▶ [Given records]
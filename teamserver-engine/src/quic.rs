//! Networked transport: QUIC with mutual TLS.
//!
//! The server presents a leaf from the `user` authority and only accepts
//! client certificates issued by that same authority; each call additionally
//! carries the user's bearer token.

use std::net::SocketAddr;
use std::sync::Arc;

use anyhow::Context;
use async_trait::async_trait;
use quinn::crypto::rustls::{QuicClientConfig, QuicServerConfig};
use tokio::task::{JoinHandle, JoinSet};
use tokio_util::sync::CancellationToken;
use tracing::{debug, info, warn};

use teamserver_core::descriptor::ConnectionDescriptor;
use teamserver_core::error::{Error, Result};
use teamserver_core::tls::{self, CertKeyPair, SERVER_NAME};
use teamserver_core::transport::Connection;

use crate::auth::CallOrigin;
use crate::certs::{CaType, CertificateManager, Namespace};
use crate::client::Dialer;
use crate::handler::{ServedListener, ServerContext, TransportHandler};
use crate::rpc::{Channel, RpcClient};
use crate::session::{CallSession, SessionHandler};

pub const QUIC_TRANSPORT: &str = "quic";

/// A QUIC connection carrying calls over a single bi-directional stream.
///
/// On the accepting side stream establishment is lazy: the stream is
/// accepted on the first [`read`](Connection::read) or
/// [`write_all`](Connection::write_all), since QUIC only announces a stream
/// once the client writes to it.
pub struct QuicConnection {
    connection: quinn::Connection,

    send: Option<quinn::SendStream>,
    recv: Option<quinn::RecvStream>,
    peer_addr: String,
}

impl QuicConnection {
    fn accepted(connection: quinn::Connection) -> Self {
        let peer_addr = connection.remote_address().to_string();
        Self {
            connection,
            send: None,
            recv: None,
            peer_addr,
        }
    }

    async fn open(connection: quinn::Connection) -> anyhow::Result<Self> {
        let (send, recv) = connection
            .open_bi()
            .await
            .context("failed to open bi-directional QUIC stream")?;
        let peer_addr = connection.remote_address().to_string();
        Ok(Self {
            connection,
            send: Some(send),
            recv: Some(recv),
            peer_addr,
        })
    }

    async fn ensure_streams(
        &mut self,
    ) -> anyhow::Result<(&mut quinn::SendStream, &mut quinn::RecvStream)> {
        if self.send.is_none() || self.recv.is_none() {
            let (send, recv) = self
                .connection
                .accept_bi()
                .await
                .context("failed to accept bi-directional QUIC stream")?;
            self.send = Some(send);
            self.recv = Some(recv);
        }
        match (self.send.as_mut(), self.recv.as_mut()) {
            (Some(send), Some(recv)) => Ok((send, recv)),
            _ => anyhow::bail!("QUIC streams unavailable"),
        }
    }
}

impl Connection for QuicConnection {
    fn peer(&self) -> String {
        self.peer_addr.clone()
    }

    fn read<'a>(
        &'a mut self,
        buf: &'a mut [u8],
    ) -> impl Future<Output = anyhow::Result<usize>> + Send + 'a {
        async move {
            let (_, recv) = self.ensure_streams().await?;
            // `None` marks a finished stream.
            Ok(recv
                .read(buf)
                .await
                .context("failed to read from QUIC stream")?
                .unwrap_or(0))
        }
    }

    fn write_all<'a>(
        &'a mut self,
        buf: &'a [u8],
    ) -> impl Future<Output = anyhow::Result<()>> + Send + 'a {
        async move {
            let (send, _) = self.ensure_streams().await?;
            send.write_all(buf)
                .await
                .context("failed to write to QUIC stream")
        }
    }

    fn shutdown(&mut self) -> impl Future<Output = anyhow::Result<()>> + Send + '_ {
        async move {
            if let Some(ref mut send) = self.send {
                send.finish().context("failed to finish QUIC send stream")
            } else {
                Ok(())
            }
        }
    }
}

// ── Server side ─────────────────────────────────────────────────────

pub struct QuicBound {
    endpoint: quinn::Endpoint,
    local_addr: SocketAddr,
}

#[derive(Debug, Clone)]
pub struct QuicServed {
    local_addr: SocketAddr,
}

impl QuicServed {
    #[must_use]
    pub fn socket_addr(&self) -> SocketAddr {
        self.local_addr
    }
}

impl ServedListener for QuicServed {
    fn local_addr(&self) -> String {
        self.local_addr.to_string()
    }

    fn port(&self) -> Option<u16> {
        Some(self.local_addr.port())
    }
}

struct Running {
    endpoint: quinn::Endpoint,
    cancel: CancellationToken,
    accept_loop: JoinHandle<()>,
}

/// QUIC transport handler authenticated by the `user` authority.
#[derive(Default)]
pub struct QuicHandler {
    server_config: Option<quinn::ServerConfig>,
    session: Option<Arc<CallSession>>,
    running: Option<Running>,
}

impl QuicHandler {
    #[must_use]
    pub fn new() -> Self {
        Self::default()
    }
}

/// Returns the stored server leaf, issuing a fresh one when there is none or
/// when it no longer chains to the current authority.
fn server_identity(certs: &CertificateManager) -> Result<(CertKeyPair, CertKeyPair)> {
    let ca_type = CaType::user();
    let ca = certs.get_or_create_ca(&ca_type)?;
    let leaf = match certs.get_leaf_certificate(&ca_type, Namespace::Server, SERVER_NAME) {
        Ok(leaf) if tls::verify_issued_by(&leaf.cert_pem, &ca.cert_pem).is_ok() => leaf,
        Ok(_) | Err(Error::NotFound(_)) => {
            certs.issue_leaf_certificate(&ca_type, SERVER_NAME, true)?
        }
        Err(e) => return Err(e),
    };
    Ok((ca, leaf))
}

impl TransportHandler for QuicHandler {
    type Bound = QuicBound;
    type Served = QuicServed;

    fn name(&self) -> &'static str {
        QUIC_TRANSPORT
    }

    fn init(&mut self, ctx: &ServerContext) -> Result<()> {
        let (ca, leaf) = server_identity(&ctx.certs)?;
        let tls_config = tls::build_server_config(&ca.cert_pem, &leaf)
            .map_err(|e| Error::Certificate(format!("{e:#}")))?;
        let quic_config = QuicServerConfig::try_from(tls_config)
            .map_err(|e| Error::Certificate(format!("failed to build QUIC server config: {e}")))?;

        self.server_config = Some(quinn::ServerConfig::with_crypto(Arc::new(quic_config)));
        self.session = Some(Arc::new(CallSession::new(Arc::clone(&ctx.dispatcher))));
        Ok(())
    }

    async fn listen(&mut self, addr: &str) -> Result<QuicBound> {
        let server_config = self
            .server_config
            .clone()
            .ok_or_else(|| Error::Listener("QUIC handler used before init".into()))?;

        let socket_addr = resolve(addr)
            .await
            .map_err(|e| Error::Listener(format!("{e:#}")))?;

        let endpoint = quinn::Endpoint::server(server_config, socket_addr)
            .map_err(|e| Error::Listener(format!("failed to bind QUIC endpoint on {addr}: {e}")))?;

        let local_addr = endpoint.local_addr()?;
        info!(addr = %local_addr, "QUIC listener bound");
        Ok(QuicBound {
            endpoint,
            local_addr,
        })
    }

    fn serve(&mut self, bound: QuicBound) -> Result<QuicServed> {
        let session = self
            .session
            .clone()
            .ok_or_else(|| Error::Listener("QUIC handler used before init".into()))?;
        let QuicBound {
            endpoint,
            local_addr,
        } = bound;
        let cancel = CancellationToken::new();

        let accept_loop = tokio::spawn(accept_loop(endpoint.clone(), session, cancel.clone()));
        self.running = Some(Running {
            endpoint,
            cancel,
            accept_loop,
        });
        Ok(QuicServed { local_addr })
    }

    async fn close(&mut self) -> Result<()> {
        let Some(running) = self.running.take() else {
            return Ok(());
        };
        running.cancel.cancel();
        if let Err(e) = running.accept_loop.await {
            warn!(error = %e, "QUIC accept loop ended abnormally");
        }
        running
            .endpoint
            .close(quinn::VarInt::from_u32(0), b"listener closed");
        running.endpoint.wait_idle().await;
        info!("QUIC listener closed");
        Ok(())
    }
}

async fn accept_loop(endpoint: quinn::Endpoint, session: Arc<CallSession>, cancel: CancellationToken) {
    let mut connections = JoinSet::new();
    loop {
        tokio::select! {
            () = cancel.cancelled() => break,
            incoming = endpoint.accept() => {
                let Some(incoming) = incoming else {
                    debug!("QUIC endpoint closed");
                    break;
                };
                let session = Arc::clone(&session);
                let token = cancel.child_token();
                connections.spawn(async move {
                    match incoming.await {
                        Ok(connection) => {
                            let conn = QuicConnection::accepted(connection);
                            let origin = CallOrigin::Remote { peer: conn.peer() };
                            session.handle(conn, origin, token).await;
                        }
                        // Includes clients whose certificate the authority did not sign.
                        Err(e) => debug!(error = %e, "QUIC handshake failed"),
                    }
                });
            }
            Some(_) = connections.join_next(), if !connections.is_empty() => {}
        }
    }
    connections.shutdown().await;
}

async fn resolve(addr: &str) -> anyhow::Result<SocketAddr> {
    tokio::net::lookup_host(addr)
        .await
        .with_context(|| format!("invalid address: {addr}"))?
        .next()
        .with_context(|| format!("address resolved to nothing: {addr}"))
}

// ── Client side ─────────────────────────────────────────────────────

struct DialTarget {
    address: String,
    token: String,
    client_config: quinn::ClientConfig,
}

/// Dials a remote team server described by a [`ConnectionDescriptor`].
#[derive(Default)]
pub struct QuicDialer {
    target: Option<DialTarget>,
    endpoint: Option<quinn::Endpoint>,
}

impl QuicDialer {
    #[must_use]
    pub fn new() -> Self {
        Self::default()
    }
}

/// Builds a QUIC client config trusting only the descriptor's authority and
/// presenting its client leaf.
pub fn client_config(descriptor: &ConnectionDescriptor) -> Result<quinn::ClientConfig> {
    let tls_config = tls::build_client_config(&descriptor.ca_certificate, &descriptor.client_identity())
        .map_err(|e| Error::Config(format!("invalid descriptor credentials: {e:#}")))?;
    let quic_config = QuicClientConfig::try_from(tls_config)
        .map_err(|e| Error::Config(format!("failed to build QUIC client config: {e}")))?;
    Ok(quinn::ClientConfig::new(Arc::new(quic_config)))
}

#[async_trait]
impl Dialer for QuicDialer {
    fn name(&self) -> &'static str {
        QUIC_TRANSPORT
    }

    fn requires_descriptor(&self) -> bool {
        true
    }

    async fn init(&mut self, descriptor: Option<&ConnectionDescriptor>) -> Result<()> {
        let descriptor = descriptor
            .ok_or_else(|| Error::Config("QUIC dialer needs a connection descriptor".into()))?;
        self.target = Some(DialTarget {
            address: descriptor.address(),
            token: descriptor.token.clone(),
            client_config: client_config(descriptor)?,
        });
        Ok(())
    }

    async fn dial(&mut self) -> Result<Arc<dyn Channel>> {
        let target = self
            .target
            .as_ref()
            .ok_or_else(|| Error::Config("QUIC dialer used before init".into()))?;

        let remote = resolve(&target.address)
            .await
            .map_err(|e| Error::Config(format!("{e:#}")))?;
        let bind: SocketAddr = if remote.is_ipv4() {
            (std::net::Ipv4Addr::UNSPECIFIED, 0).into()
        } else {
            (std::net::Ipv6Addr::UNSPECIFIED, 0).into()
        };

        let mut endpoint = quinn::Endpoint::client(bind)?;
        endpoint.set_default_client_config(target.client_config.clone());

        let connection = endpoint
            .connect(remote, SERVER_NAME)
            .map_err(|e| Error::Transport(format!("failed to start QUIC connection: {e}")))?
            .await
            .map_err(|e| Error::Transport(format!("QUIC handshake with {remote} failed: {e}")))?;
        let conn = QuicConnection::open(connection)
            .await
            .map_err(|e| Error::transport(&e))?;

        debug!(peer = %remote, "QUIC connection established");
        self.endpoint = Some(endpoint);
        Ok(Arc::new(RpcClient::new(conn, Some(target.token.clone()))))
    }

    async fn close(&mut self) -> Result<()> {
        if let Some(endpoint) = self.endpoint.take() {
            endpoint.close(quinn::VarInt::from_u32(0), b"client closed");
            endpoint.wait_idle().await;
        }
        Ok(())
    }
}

▶ [Exercise prompt] Consider the entries above and return each line with the string "invalid".

▶ [Solution to the problem]
        .with_context(|| format!("invalid address: {addr}"))?
        .map_err(|e| Error::Config(format!("invalid descriptor credentials: {e:#}")))?;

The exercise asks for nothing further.